On Mon, Oct 20, 2014 at 04:13:38PM +0100, Brett Parker wrote:
On 06 Oct 11:01, Chris Green wrote:
On Mon, Oct 06, 2014 at 10:39:15AM +0100, Laurie Brown wrote:
On 05/10/14 18:12, Chris Green wrote:
I've been using rsnapshot to do backups for a year or two now but my backup NAS is just about full so I need to move to something with a bigger disk.
[SHIP]
Have you looked at Duplicity?
Just as a little question to everyone who is recommending ready made solutions, that's OK and is of interest, but why hasn't anyone actually answered the question I asked: does my simple pseudo-code look correct? :-)

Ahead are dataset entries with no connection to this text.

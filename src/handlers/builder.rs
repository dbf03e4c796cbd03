//! # Fluent construction of [`EventHandler`]s.
//!
//! The execution mode is chosen by the finishing method:
//! [`sync`](HandlerBuilder::sync) or [`asynchronous`](HandlerBuilder::asynchronous)
//! (plus the `*_method` variants that bind an owning instance).
//!
//! A builder obtained from [`EventSpace::on`] starts from the space's
//! [`Config`](crate::Config) and registers the handler when finished.
//!
//! ## Example
//! ```rust
//! use serde_json::json;
//! use eventspace::{Arguments, EventHandler, EventSpace};
//!
//! let space = EventSpace::new();
//!
//! // Built detached, registered explicitly:
//! let greet = EventHandler::builder("greet")
//!     .priority(10)
//!     .sync(|_call, args| Ok(args.get(0).cloned()));
//! space.register(&greet);
//!
//! // Built and registered in one go:
//! space.on("greet").sync(|_call, _args| Ok(Some(json!("fallback"))));
//!
//! let call = space.emit("greet", Arguments::new().arg("hi")).unwrap();
//! assert_eq!(call.responses(), &[Some(json!("hi")), Some(json!("fallback"))]);
//! ```

use std::future::Future;
use std::sync::Arc;

use futures::FutureExt;
use serde_json::Value;

use crate::call::{Arguments, CallHandle, Kwargs};
use crate::config::Config;
use crate::handlers::handler::{EventHandler, HandlerFn, HandlerParts, HandlerResult, OwnerToken};
use crate::space::EventSpace;

/// Builder for [`EventHandler`].
#[must_use]
pub struct HandlerBuilder {
    event: Arc<str>,
    priority: i32,
    requirements: Kwargs,
    requirement_exceptions: bool,
    additional_kwargs: Kwargs,
    owner: Option<OwnerToken>,
    space: Option<EventSpace>,
}

impl HandlerBuilder {
    /// Detached builder with default settings.
    pub fn new(event: impl Into<Arc<str>>) -> Self {
        Self::from_config(event.into(), &Config::default(), None)
    }

    pub(crate) fn from_config(event: Arc<str>, cfg: &Config, space: Option<EventSpace>) -> Self {
        Self {
            event,
            priority: cfg.default_priority,
            requirements: Kwargs::new(),
            requirement_exceptions: cfg.requirement_exceptions,
            additional_kwargs: Kwargs::new(),
            owner: None,
            space,
        }
    }

    /// Sets the priority; higher runs first.
    pub fn priority(mut self, priority: i32) -> Self {
        self.priority = priority;
        self
    }

    /// Requires the call keyword `key` to equal `value`.
    pub fn requires(mut self, key: impl Into<String>, value: impl Into<Value>) -> Self {
        self.requirements.insert(key.into(), value.into());
        self
    }

    /// Whether an unmet requirement raises `UnfulfilledRequirement`.
    pub fn requirement_exceptions(mut self, enabled: bool) -> Self {
        self.requirement_exceptions = enabled;
        self
    }

    /// Adds a keyword passed on every invocation unless the call overrides it.
    pub fn kwarg(mut self, key: impl Into<String>, value: impl Into<Value>) -> Self {
        self.additional_kwargs.insert(key.into(), value.into());
        self
    }

    /// Tags the handler with an owner for bulk unregistration.
    pub fn owner(mut self, owner: impl Into<OwnerToken>) -> Self {
        self.owner = Some(owner.into());
        self
    }

    /// Finishes with a synchronous function.
    pub fn sync<F>(self, f: F) -> EventHandler
    where
        F: Fn(&CallHandle, &Arguments) -> HandlerResult + Send + Sync + 'static,
    {
        self.finish(HandlerFn::Sync(Arc::new(f)))
    }

    /// Finishes with an asynchronous function.
    ///
    /// The closure creates a fresh future per invocation.
    pub fn asynchronous<F, Fut>(self, f: F) -> EventHandler
    where
        F: Fn(CallHandle, Arguments) -> Fut + Send + Sync + 'static,
        Fut: Future<Output = HandlerResult> + Send + 'static,
    {
        self.finish(HandlerFn::Async(Arc::new(move |call, args| {
            f(call, args).boxed()
        })))
    }

    /// Finishes with a synchronous function receiving `instance` first.
    ///
    /// The handler keeps `instance` alive until it is dropped from every registry.
    pub fn sync_method<T, F>(self, instance: Arc<T>, f: F) -> EventHandler
    where
        T: Send + Sync + 'static,
        F: Fn(&T, &CallHandle, &Arguments) -> HandlerResult + Send + Sync + 'static,
    {
        self.sync(move |call, args| f(&instance, call, args))
    }

    /// Finishes with an asynchronous function receiving `instance` first.
    pub fn async_method<T, F, Fut>(self, instance: Arc<T>, f: F) -> EventHandler
    where
        T: Send + Sync + 'static,
        F: Fn(Arc<T>, CallHandle, Arguments) -> Fut + Send + Sync + 'static,
        Fut: Future<Output = HandlerResult> + Send + 'static,
    {
        self.asynchronous(move |call, args| f(Arc::clone(&instance), call, args))
    }

    fn finish(self, function: HandlerFn) -> EventHandler {
        let handler = EventHandler::from_parts(HandlerParts {
            event: self.event,
            priority: self.priority,
            function,
            requirements: self.requirements,
            requirement_exceptions: self.requirement_exceptions,
            additional_kwargs: self.additional_kwargs,
            owner: self.owner,
        });
        if let Some(space) = self.space {
            space.register(&handler);
        }
        handler
    }
}

impl EventHandler {
    /// Starts building a detached handler for `event`.
    pub fn builder(event: impl Into<Arc<str>>) -> HandlerBuilder {
        HandlerBuilder::new(event)
    }
}

#[cfg(test)]
mod tests {
    use super::*;
    use serde_json::json;

    struct Counter {
        step: i64,
    }

    #[test]
    fn detached_builder_uses_defaults() {
        let h = EventHandler::builder("e").sync(|_c, _a| Ok(None));
        assert_eq!(h.priority(), 0);
        assert!(!h.requirement_exceptions());
        assert!(h.owner().is_none());
        assert!(!h.is_async());
    }

    #[test]
    fn on_uses_space_config_and_registers() {
        let space = EventSpace::with_config(Config {
            default_priority: 7,
            requirement_exceptions: true,
            ..Config::default()
        });
        let h = space.on("e").sync(|_c, _a| Ok(None));
        assert_eq!(h.priority(), 7);
        assert!(h.requirement_exceptions());
        assert!(space.is_registered(&h.handle()));
    }

    #[test]
    fn sync_method_binds_instance() {
        let counter = Arc::new(Counter { step: 3 });
        let h = EventHandler::builder("add").sync_method(counter, |this, _call, args| {
            let base = args.get(0).and_then(Value::as_i64).unwrap_or(0);
            Ok(Some(json!(base + this.step)))
        });
        let call = crate::EventCall::new("add", false);
        assert_eq!(
            h.invoke(&call.handle(), &Arguments::new().arg(4)).unwrap(),
            Some(json!(7))
        );
    }

    #[tokio::test]
    async fn async_method_binds_instance() {
        let counter = Arc::new(Counter { step: 10 });
        let h = EventHandler::builder("add").async_method(counter, |this, _call, _args| async move {
            Ok(Some(json!(this.step)))
        });
        assert!(h.is_async());
        let call = crate::EventCall::new("add", false);
        let out = h.invoke_async(call.handle(), &Arguments::new()).await.unwrap();
        assert_eq!(out, Some(json!(10)));
    }
}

Mostly because, you know, everytime that someone rolls their own, sooner or later they feck it up royally again, then ask another question -
Well I don't *think* I've screwed it up. My simple solution is working well, there have inevitably been a couple of minor hiccoughs but nothing too bad. The most recent one was a power cut (we were told beforehand but I'd forgotten about it) that found a couple of things that needed sorting out on the backup NAS - but proved the error reporting was working! :-)
getting you to use something that's already supported by a larger group of people is *far* more preferable than having to debug your code later on down the line.
I'd be looking at obnam personally, and it is what I use.
Its major weakness for me is the one it admits itself, it's not very good over SFTP. For me some of the most important things about backups are:-
They go to a remote system, if the house burns down the backups aren't lost.
They go to a place that's very difficult to reach (in the computer connection sense) from the system being backed up. So an intruder on my desktop system, even with root access, can't do anything to my backups.